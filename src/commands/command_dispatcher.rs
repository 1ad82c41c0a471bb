use std::{collections::HashMap, sync::OnceLock};

use tracing::debug;

use crate::{
    commands::{
        command_error::CommandError,
        command_handler::{CommandHandler, CommandResult},
        debug::debug_command,
        del::{del, exists},
        echo::echo,
        flushall::{dbsize, flushall},
        get::{get, mget},
        info::info,
        llen::llen,
        lpop::lpop,
        lrange::lrange,
        pexpireat::pexpireat,
        ping::ping,
        psync::psync,
        pub_sub::{publish, subscribe, unsubscribe},
        replconf::replconf,
        replicaof::replicaof,
        rpush_and_lpush::{lpush, lpushx, rpush, rpushx},
        save::{bgsave, save},
        select::select,
        set::{mset, set},
    },
    executor::{CommandSource, ServerState, Session},
    resp::RespValue,
};

pub type CommandFn =
    fn(&mut ServerState, &mut Session, Vec<String>) -> Result<CommandResult, CommandError>;

/// Attribute bits of a command.
#[derive(Debug, Clone, Copy, PartialEq, Eq)]
pub struct CommandFlags(u8);

impl CommandFlags {
    pub const WRITE: CommandFlags = CommandFlags(1);
    pub const READONLY: CommandFlags = CommandFlags(1 << 1);
    pub const ADMIN: CommandFlags = CommandFlags(1 << 2);
    /// Successful calls are appended to the replication stream.
    pub const PROPAGATE: CommandFlags = CommandFlags(1 << 3);

    pub const fn union(self, other: CommandFlags) -> CommandFlags {
        CommandFlags(self.0 | other.0)
    }

    pub const fn contains(self, other: CommandFlags) -> bool {
        self.0 & other.0 == other.0
    }
}

const WRITE: CommandFlags = CommandFlags::WRITE.union(CommandFlags::PROPAGATE);
const READONLY: CommandFlags = CommandFlags::READONLY;
const ADMIN: CommandFlags = CommandFlags::ADMIN;

pub struct CommandSpec {
    pub name: &'static str,
    /// Argument count including the name. Negative means "at least".
    pub arity: i32,
    pub flags: CommandFlags,
    pub handler: CommandFn,
}

impl CommandSpec {
    fn accepts_arity(&self, count: usize) -> bool {
        let count = count as i32;

        if self.arity >= 0 {
            count == self.arity
        } else {
            count >= -self.arity
        }
    }
}

macro_rules! command {
    ($name:literal, $arity:expr, $flags:expr, $handler:expr) => {
        CommandSpec {
            name: $name,
            arity: $arity,
            flags: $flags,
            handler: $handler,
        }
    };
}

static COMMANDS: &[CommandSpec] = &[
    command!("PING", -1, READONLY, ping),
    command!("ECHO", 2, READONLY, echo),
    command!("SELECT", 2, READONLY, select),
    command!("GET", 2, READONLY, get),
    command!("MGET", -2, READONLY, mget),
    command!("SET", -3, WRITE, set),
    command!("MSET", -3, WRITE, mset),
    command!("DEL", -2, WRITE, del),
    command!("EXISTS", -2, READONLY, exists),
    command!("DBSIZE", 1, READONLY, dbsize),
    command!("PEXPIREAT", 3, WRITE, pexpireat),
    command!("FLUSHALL", -1, WRITE, flushall),
    command!("LPUSH", -3, WRITE, lpush),
    command!("RPUSH", -3, WRITE, rpush),
    command!("LPUSHX", -3, WRITE, lpushx),
    command!("RPUSHX", -3, WRITE, rpushx),
    command!("LRANGE", 4, READONLY, lrange),
    command!("LLEN", 2, READONLY, llen),
    command!("LPOP", -2, WRITE, lpop),
    command!("SAVE", 1, ADMIN, save),
    command!("BGSAVE", -1, ADMIN, bgsave),
    command!("INFO", -1, READONLY, info),
    command!("REPLICAOF", 3, ADMIN, replicaof),
    command!("SLAVEOF", 3, ADMIN, replicaof),
    command!("REPLCONF", -1, ADMIN, replconf),
    command!("PSYNC", 3, ADMIN, psync),
    command!("DEBUG", -2, ADMIN, debug_command),
    command!("PUBLISH", 3, CommandFlags::PROPAGATE, publish),
    command!("SUBSCRIBE", -2, READONLY, subscribe),
    command!("UNSUBSCRIBE", -1, READONLY, unsubscribe),
];

fn table() -> &'static HashMap<&'static str, &'static CommandSpec> {
    static TABLE: OnceLock<HashMap<&'static str, &'static CommandSpec>> = OnceLock::new();

    TABLE.get_or_init(|| COMMANDS.iter().map(|spec| (spec.name, spec)).collect())
}

/// Looks a command up by name, in any case.
pub fn lookup(name: &str) -> Option<&'static CommandSpec> {
    table().get(name.to_uppercase().as_str()).copied()
}

/// Validates and runs one command, returning the encoded reply if there is one.
///
/// Write commands from clients are refused while this node replicates from a
/// master. On a master, a successful command with the propagate attribute
/// issued by a client is appended to the replication stream, in the form the
/// handler left in `session.propagate_as` if it rewrote itself. A slave's
/// stream only ever carries what its own master sent.
pub fn dispatch(
    server: &mut ServerState,
    session: &mut Session,
    arguments: Vec<String>,
) -> Option<String> {
    match run(server, session, arguments) {
        Ok(CommandResult::Response(reply)) => Some(reply),
        Ok(CommandResult::NoResponse) => None,
        Err(e) => {
            debug!("Command failed: {}", e);
            Some(e.as_string())
        }
    }
}

fn run(
    server: &mut ServerState,
    session: &mut Session,
    arguments: Vec<String>,
) -> Result<CommandResult, CommandError> {
    let Some(first) = arguments.first() else {
        return Ok(CommandResult::NoResponse);
    };

    let spec = lookup(first).ok_or_else(|| CommandError::UnknownCommand(first.clone()))?;

    if !spec.accepts_arity(arguments.len()) {
        return Err(CommandError::WrongNumberOfArguments(first.to_lowercase()));
    }

    let from_client = matches!(session.source, CommandSource::Client(_));

    if from_client && server.slave.is_active() && spec.flags.contains(CommandFlags::WRITE) {
        return Err(CommandError::ReadOnlyReplica);
    }

    let command = CommandHandler::new(arguments)?;
    session.propagate_as = None;

    let result = (spec.handler)(server, session, command.arguments.clone())?;

    let is_master = !server.slave.is_active();

    if from_client && is_master && spec.flags.contains(CommandFlags::PROPAGATE) {
        let propagated = session
            .propagate_as
            .take()
            .unwrap_or_else(|| command.to_vec());

        server.master.feed(
            RespValue::command(&propagated).encode().as_bytes(),
            Some(session.db_index),
            &server.clients,
        );
    }

    Ok(result)
}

.....

- WHAT YOU WILL DO:
Each line in the records above that contains the word "lrange" must be copied.

- TASK ANSWER:
        lrange::lrange,
    command!("LRANGE", 4, READONLY, lrange),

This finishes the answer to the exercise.